Published: Wed, 07 Mar 2018
Paragon Finance v Nash  EWCA Civ 1466
Contract – Implied Terms – Unfair Terms
Mr and Mrs Nash obtained a mortgage from Paragon Finance for their matrimonial home. The mortgage agreement allowed Paragon to vary the rate of interest ‘at their discretion’. After the Bank of England base rate of interest dropped, Paragon failed to match the drop in interest and continued charging a significant amount above this rate. After Mr and Mrs Nash could no longer continue to afford these payments, Paragon applied for an order for possession as a precursor for a sale of their property.
Whether or not Paragon were entitled to continue charging rates at their discretion when the Bank of England’s interest rate had fallen. Whether or not there was an implied term limiting the exercise of their discretion. Whether or not the terms could be considered unfair under the Consumer Credit Act 1974 or the Unfair Contract Terms Act 1977.

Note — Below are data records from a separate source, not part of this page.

use std::sync::Arc;
use std::time::Duration;

use chrono::{Days, NaiveDate};
use regime_allocator::allocation::{AllocationMode, AllocationPolicy};
use regime_allocator::config::{EngineSettings, RealtimeSettings};
use regime_allocator::data::MarketData;
use regime_allocator::error::AppError;
use regime_allocator::model::{FeatureSet, RegimeLabel, ReturnSeries};
use regime_allocator::pipeline::RegimePipeline;
use regime_allocator::risk_overlay::{RiskOverlay, RiskOverlayConfig, RiskTier};
use regime_allocator::runtime::{RealtimeSession, SessionEvent};
use regime_allocator::simulation::SimulationEngine;
use tokio::sync::mpsc;

fn settings(cost: f64) -> EngineSettings {
    let mut s = EngineSettings {
        realtime: RealtimeSettings {
            tick_interval: Duration::from_millis(1),
            log_tail: 3,
        },
        ..EngineSettings::default()
    };
    s.simulation.initial_capital = 10_000.0;
    s.simulation.transaction_cost = cost;
    s
}

fn data(n: usize, same_returns: bool) -> Arc<MarketData> {
    let start = NaiveDate::from_ymd_opt(2024, 1, 1).unwrap();
    let dates = (0..n).map(|i| start + Days::new(i as u64)).collect();
    let rows = (0..n)
        .map(|i| {
            let x = ((i * 7) % 5) as f64 / 1000.0 - 0.002;
            if same_returns {
                vec![x, x]
            } else {
                vec![x, 0.0003]
            }
        })
        .collect();
    let returns = ReturnSeries::new(vec!["SPY".to_string(), "TLT".to_string()], dates, rows).unwrap();
    let features = FeatureSet::new(
        vec![vec![0.1, 0.05]; n],
        vec![vec![0.0, 0.0]; n],
        (0..n)
            .map(|i| if i < n / 2 { vec![1.0, 1.0] } else { vec![0.0, 0.0] })
            .collect(),
        vec![Vec::new(); n],
    )
    .unwrap();
    Arc::new(MarketData::new(returns, features).unwrap())
}

fn pipeline(data: Arc<MarketData>, with_risk: bool) -> RegimePipeline {
    let regimes: Arc<[RegimeLabel]> = (0..data.len())
        .map(|i| if i < data.len() / 2 { RegimeLabel::TrendingUp } else { RegimeLabel::TrendingDown })
        .collect::<Vec<_>>()
        .into();
    let policy = AllocationPolicy::new(data.tickers().to_vec(), AllocationMode::RegimeTemplate).unwrap();
    let cfg = RiskOverlayConfig::for_tier(RiskTier::Medium);
    let overlay = if with_risk {
        RiskOverlay::new(cfg)
    } else {
        RiskOverlay::disabled(cfg)
    };
    RegimePipeline::new(data, regimes, policy, overlay).unwrap()
}

fn session(n: usize, cost: f64) -> RealtimeSession {
    RealtimeSession::new("rt-test", pipeline(data(n, false), true), &settings(cost)).unwrap()
}

#[test]
/// Verifies stepping by hand: each advance replays one step and the session
/// reports exhaustion after the last one.
fn advance_replays_every_step_once() {
    let s = session(30, 0.0005);
    let mut ticks = 0;
    while s.advance().unwrap() {
        ticks += 1;
    }
    assert_eq!(ticks, 29);
    let snap = s.snapshot().unwrap();
    assert_eq!(snap.step, 30);
    assert_eq!(snap.total_steps, 30);
    assert_eq!(snap.value_history.len(), 30);
    assert_eq!(snap.date_history.len(), 30);
    assert_eq!(snap.current_regime, Some(RegimeLabel::TrendingDown));
    assert!(!s.advance().unwrap());
}

#[test]
/// Verifies snapshot state: holdings and cash add up to value, and only the
/// configured tail of the decision log is returned.
fn snapshot_is_consistent_between_ticks() {
    let s = session(80, 0.0005);
    for _ in 0..70 {
        s.advance().unwrap();
    }
    let snap = s.snapshot().unwrap();
    let invested: f64 = snap.allocations.values().map(|f| f * snap.value).sum();
    assert!((invested + snap.cash - snap.value).abs() < 1e-6);
    assert_eq!(snap.recent_decisions.len(), 3);
    assert_eq!(snap.recent_decisions.last().map(|d| d.step), Some(63));
    assert_eq!(snap.risk_tier, RiskTier::Medium);
}

#[test]
/// Verifies parity with the batch engine: with no costs, no overlay and
/// identical asset returns, the replayed value path matches exactly.
fn replay_matches_batch_engine_without_drift() {
    let d = data(60, true);
    let cfg = settings(0.0);
    let s = RealtimeSession::new("rt-parity", pipeline(Arc::clone(&d), false), &cfg).unwrap();
    while s.advance().unwrap() {}

    let engine = SimulationEngine::new(cfg.simulation).unwrap();
    let mut batch_pipeline = pipeline(Arc::clone(&d), false);
    let batch = engine.run(&d.returns, &mut batch_pipeline);

    let live = s.snapshot().unwrap().value_history;
    assert_eq!(live.len(), batch.values.len());
    for (a, b) in live.iter().zip(batch.values.iter()) {
        assert!((a - b).abs() < 1e-6, "{} vs {}", a, b);
    }
}

#[test]
/// Verifies rebalance-step parity with costs: values agree on the first
/// rebalance, before holdings have drifted.
fn first_rebalance_matches_batch_engine() {
    let d = data(30, false);
    let cfg = settings(0.001);
    let s = RealtimeSession::new("rt-first", pipeline(Arc::clone(&d), true), &cfg).unwrap();
    s.advance().unwrap();

    let engine = SimulationEngine::new(cfg.simulation).unwrap();
    let mut batch_pipeline = pipeline(Arc::clone(&d), true);
    let batch = engine.run(&d.returns, &mut batch_pipeline);
    let live = s.snapshot().unwrap().value_history;
    assert!((live[1] - batch.values[1]).abs() < 1e-6);
}

#[test]
/// Verifies cash handling: operations before the first tick are declined,
/// over-withdrawals are declined without changing state, deposits apply.
fn cash_operations_follow_session_state() {
    let s = session(30, 0.0005);
    let early = s.deposit(100.0).unwrap();
    assert!(!early.approved);
    assert_eq!(early.reason_code.as_deref(), Some("session.not_started"));

    for _ in 0..5 {
        s.advance().unwrap();
    }
    let before = s.snapshot().unwrap();
    let declined = s.withdraw(before.cash + 1_000_000.0).unwrap();
    assert!(!declined.approved);
    assert_eq!(declined.reason_code.as_deref(), Some("cash.insufficient"));
    let after = s.snapshot().unwrap();
    assert_eq!(after.cash, before.cash);
    assert_eq!(after.value, before.value);

    let deposit = s.deposit(500.0).unwrap();
    assert!(deposit.approved);
    assert!((deposit.cash - (before.cash + 500.0)).abs() < 1e-9);
    assert!((s.snapshot().unwrap().value - (before.value + 500.0)).abs() < 1e-9);

    let negative = s.deposit(-5.0).unwrap();
    assert_eq!(negative.reason_code.as_deref(), Some("cash.non_positive_amount"));
}

#[test]
/// Verifies a tier change is reflected in snapshots and events.
fn risk_tier_change_is_recorded() {
    let (tx, mut rx) = mpsc::channel(16);
    let s = session(30, 0.0005).with_events(tx);
    s.set_risk_tier(RiskTier::High).unwrap();
    assert_eq!(s.snapshot().unwrap().risk_tier, RiskTier::High);
    match rx.try_recv().unwrap() {
        SessionEvent::RiskTierChanged { tier, session_id } => {
            assert_eq!(tier, RiskTier::High);
            assert_eq!(session_id, "rt-test");
        }
        other => panic!("unexpected event {:?}", other),
    }
}

#[tokio::test]
/// Verifies the worker replays to completion, emits a completion event and
/// ignores a second start once finished.
async fn worker_runs_to_completion() {
    let (tx, mut rx) = mpsc::channel(256);
    let s = session(25, 0.0005).with_events(tx);
    assert!(s.start().unwrap());
    assert!(!s.start().unwrap());

    let mut ticked = 0;
    let final_value = loop {
        let event = tokio::time::timeout(Duration::from_secs(5), rx.recv())
            .await
            .unwrap()
            .unwrap();
        match event {
            SessionEvent::Ticked { .. } => ticked += 1,
            SessionEvent::Completed { final_value, .. } => break final_value,
            _ => {}
        }
    };
    s.join().await.unwrap();

    assert_eq!(ticked, 24);
    assert!(!s.is_running().unwrap());
    let snap = s.snapshot().unwrap();
    assert_eq!(snap.value, final_value);
    assert_eq!(snap.step, 25);
    assert!(!s.start().unwrap());
}

#[tokio::test]
/// Verifies stop halts the worker at a tick boundary and start resumes
/// from the same step.
async fn stop_then_resume() {
    let s = session(200, 0.0005);
    assert!(s.start().unwrap());
    tokio::time::sleep(Duration::from_millis(20)).await;
    assert!(s.stop().unwrap());
    assert!(!s.stop().unwrap());
    s.join().await.unwrap();

    let paused = s.snapshot().unwrap();
    assert!(!paused.running);
    tokio::time::sleep(Duration::from_millis(10)).await;
    assert_eq!(s.snapshot().unwrap().step, paused.step);

    assert!(s.start().unwrap());
    tokio::time::sleep(Duration::from_millis(20)).await;
    s.stop().unwrap();
    s.join().await.unwrap();
    assert!(s.snapshot().unwrap().step >= paused.step);
}

#[test]
/// Verifies a start outside any async runtime is refused and leaves the
/// session startable once a runtime is available.
fn start_without_runtime_is_refused() {
    let s = session(50, 0.0);
    assert!(matches!(s.start(), Err(AppError::RuntimeUnavailable(_))));
    assert!(!s.is_running().unwrap());
    assert_eq!(s.snapshot().unwrap().step, 0);

    tokio_test::block_on(async {
        assert!(s.start().unwrap());
        assert!(s.is_running().unwrap());
        s.stop().unwrap();
        s.join().await.unwrap();
    });
}

#[tokio::test]
/// Verifies manual stepping is ignored while the worker owns the replay and
/// resumes once it stops.
async fn advance_is_ignored_while_running() {
    let s = session(200, 0.0);
    assert!(s.advance().unwrap());
    assert!(s.start().unwrap());
    let before = s.snapshot().unwrap().step;
    assert!(!s.advance().unwrap());
    assert_eq!(s.snapshot().unwrap().step, before);

    s.stop().unwrap();
    s.join().await.unwrap();
    let step = s.snapshot().unwrap().step;
    assert!(s.advance().unwrap());
    assert_eq!(s.snapshot().unwrap().step, step + 1);
}

#[test]
/// Verifies an empty series cannot back a session.
fn empty_series_is_rejected() {
    let returns = ReturnSeries::new(vec!["SPY".to_string(), "TLT".to_string()], Vec::new(), Vec::new()).unwrap();
    let features = FeatureSet::new(Vec::new(), Vec::new(), Vec::new(), Vec::new()).unwrap();
    let d = Arc::new(MarketData::new(returns, features).unwrap());
    assert!(RealtimeSession::new("rt-empty", pipeline(d, true), &settings(0.0)).is_err());
}

#[test]
/// Verifies synchronous use through tokio-test: a started session accepts
/// deposits immediately.
fn deposit_right_after_start_is_applied() {
    tokio_test::block_on(async {
        let s = session(500, 0.0);
        s.start().unwrap();
        let d = s.deposit(250.0).unwrap();
        assert!(d.approved);
        s.stop().unwrap();
        s.join().await.unwrap();
    });
}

There was an implied term that the power to vary the interest rate had to be exercised in a reasonable manner. Under the provisions of the Consumer Credit Act 1974 this meant that rates could not be capricious, dishonest, improper or unreasonable. This required the court to assess the position at the time the bargain was made. In this case, the rate was not applied in an unreasonable or unfair manner and so the clause allowing this discretion was not void. Furthermore, the setting of interest rates could not be considered a form of ‘contractual performance’ by the court, and so the terms of s3(2)(b) Unfair Contract Terms Act 1977 did not apply in this instance. Whilst the lenders had not reduced their interest rates in line with other lenders, they had a commercially legitimate objective in doing so, and so the implied term that the rate be ‘reasonable’ was satisfied.